Saved entries
━━━━━━━━━━

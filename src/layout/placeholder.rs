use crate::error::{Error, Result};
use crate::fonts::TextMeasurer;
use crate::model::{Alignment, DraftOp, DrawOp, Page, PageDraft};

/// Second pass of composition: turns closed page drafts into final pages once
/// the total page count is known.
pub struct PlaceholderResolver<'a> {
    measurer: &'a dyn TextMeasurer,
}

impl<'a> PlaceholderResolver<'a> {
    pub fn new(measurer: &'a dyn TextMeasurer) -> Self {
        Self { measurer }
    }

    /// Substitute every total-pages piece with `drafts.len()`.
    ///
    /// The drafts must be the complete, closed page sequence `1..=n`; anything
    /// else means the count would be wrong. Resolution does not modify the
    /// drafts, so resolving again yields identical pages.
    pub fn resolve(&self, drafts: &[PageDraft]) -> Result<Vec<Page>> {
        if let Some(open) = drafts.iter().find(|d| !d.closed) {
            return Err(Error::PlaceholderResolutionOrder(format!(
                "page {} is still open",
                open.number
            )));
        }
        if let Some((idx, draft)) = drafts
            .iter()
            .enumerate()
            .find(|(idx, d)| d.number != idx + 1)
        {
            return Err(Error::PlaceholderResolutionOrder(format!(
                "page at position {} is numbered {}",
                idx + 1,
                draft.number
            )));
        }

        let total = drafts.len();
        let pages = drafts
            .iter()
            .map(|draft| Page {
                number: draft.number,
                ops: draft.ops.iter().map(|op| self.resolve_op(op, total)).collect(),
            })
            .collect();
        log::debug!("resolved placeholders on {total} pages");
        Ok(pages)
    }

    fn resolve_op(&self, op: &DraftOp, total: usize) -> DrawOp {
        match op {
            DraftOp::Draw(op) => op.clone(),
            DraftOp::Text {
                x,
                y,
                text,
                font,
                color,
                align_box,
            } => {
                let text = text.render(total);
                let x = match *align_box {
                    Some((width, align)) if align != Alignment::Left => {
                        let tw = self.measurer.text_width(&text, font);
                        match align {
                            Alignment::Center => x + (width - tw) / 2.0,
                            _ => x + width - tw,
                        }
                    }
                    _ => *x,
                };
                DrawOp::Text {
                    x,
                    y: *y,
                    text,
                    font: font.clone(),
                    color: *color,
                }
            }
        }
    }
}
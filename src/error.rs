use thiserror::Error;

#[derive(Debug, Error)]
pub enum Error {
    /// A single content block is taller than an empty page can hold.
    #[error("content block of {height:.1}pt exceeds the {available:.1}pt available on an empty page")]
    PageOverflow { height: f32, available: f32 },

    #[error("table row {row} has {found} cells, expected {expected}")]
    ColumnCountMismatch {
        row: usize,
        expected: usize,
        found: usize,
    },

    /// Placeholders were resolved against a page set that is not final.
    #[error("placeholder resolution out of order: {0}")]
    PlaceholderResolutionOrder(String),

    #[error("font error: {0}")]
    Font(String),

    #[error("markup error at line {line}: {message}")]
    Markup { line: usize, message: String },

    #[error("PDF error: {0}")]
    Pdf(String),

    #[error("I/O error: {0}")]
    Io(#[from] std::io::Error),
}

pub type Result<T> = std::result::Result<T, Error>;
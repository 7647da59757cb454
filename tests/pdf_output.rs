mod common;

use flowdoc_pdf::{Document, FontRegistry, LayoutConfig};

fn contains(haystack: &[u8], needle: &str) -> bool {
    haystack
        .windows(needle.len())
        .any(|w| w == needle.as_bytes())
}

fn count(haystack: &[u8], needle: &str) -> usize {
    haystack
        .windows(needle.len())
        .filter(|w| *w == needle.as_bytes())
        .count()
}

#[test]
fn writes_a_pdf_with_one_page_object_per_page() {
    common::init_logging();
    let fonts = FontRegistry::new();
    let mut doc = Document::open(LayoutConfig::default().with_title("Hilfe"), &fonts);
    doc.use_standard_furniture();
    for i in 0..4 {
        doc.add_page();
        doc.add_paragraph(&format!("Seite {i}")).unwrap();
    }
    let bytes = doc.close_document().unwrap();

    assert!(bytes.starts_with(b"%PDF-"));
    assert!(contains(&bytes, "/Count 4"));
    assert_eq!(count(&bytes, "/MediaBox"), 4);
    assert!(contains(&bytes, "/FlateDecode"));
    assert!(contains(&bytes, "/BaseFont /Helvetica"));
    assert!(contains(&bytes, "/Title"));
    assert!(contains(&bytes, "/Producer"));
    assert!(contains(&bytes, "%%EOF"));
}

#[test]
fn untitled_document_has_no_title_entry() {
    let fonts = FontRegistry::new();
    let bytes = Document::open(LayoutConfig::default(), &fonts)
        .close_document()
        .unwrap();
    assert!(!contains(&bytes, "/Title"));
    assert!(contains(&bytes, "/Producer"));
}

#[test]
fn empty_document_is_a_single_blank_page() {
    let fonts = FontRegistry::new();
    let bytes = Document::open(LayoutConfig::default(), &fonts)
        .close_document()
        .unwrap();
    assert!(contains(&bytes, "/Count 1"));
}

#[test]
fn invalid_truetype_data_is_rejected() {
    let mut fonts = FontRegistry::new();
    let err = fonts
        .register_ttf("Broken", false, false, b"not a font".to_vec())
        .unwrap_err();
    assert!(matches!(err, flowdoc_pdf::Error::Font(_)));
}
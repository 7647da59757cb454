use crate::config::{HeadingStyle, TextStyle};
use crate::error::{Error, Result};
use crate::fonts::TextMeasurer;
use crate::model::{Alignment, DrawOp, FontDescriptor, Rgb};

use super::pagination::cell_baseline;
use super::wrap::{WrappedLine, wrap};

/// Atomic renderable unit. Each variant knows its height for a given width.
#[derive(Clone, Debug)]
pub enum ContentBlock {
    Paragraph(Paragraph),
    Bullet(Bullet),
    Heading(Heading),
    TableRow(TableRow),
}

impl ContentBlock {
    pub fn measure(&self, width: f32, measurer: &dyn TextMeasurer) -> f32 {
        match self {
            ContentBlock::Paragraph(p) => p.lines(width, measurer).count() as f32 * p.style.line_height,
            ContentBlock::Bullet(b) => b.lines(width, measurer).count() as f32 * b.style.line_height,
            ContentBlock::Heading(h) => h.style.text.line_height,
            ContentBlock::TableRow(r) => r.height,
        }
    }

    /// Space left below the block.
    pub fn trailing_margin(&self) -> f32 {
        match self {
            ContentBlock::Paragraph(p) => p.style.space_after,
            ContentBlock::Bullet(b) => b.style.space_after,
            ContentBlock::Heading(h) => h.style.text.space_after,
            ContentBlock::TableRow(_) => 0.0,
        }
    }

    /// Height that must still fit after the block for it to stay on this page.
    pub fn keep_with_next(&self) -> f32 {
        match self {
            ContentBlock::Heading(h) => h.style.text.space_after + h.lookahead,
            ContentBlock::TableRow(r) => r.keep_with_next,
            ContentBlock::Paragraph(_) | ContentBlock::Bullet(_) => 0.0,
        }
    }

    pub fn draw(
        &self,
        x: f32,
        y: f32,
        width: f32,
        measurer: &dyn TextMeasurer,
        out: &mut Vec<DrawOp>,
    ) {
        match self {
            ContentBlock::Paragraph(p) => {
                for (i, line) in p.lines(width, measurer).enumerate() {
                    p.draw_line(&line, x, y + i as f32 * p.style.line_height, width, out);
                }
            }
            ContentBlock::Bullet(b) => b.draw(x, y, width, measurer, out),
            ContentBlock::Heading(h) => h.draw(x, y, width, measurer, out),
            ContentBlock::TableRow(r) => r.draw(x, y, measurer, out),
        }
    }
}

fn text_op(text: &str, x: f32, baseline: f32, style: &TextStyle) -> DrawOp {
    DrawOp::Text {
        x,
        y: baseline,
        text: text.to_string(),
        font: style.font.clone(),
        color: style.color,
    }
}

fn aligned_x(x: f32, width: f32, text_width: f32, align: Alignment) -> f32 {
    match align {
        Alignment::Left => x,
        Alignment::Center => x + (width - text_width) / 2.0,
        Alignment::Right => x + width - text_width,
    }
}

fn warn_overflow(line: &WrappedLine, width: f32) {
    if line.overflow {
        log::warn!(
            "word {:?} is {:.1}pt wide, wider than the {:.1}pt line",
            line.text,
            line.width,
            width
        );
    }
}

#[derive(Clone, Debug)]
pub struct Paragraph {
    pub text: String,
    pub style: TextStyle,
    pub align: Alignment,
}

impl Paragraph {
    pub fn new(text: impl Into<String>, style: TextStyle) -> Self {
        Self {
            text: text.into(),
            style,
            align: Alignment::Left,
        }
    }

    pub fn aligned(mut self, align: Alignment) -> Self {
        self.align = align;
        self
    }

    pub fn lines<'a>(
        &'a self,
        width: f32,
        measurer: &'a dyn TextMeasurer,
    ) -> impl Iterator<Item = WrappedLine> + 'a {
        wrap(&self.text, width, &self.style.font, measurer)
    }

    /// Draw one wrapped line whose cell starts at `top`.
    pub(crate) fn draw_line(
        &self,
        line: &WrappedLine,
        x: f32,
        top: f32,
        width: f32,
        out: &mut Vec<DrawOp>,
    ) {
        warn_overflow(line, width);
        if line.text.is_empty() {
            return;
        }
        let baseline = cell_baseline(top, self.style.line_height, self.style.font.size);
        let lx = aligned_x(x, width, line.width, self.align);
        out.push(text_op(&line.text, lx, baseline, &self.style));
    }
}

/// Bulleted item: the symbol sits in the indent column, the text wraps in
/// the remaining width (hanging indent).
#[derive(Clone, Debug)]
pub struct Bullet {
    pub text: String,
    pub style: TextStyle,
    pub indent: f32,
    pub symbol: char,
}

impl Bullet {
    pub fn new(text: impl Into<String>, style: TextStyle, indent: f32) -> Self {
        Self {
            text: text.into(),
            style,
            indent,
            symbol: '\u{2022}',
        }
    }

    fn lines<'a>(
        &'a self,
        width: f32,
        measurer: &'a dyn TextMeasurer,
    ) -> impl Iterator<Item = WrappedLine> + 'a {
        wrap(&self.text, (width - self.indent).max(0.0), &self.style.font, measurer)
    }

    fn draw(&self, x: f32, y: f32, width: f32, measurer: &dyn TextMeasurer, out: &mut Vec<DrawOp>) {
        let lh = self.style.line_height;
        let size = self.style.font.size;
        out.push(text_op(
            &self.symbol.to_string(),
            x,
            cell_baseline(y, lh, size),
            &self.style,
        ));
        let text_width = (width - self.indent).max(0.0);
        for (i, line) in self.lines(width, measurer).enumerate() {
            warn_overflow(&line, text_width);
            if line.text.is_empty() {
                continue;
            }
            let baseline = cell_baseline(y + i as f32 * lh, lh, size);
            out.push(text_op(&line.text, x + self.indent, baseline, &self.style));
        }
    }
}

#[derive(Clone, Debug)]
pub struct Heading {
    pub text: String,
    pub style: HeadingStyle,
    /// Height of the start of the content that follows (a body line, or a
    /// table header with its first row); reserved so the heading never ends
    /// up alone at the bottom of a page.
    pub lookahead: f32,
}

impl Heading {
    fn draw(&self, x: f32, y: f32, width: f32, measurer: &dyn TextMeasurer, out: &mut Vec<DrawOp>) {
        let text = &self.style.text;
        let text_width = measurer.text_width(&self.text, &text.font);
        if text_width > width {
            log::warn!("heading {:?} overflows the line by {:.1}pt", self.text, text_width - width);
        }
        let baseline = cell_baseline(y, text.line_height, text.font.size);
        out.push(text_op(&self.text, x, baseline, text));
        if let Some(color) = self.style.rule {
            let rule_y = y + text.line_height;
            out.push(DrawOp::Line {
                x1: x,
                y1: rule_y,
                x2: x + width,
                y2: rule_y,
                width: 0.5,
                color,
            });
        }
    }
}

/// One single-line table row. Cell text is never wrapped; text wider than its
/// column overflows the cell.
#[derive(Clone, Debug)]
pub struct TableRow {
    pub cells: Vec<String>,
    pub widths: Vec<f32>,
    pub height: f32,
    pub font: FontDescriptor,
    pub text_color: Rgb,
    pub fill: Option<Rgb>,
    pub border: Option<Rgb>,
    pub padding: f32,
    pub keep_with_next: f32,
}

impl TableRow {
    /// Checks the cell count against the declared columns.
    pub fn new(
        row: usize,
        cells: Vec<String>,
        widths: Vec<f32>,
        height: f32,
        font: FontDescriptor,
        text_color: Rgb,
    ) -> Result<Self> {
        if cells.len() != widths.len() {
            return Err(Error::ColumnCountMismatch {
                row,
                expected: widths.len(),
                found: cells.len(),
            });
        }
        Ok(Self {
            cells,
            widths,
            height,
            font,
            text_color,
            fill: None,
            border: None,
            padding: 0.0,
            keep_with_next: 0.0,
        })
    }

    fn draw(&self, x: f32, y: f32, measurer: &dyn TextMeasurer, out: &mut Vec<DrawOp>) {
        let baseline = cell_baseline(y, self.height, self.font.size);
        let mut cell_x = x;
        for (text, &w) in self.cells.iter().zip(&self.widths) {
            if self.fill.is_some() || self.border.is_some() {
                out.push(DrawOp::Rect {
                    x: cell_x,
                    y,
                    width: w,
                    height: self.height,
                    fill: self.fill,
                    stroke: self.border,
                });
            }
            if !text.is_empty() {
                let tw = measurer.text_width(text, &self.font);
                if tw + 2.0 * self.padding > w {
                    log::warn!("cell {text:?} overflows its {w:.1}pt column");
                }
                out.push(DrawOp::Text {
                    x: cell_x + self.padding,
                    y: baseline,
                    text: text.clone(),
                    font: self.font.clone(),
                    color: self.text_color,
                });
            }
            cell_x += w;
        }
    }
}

━━━━━━━━━━

- _ASSIGNMENT_
Reproduce each line of the records in which the word "return" appears.

- _OUTPUT BELOW_
            return Err(Error::PlaceholderResolutionOrder(format!(
            return Err(Error::PlaceholderResolutionOrder(format!(
            return;
            return Err(Error::ColumnCountMismatch {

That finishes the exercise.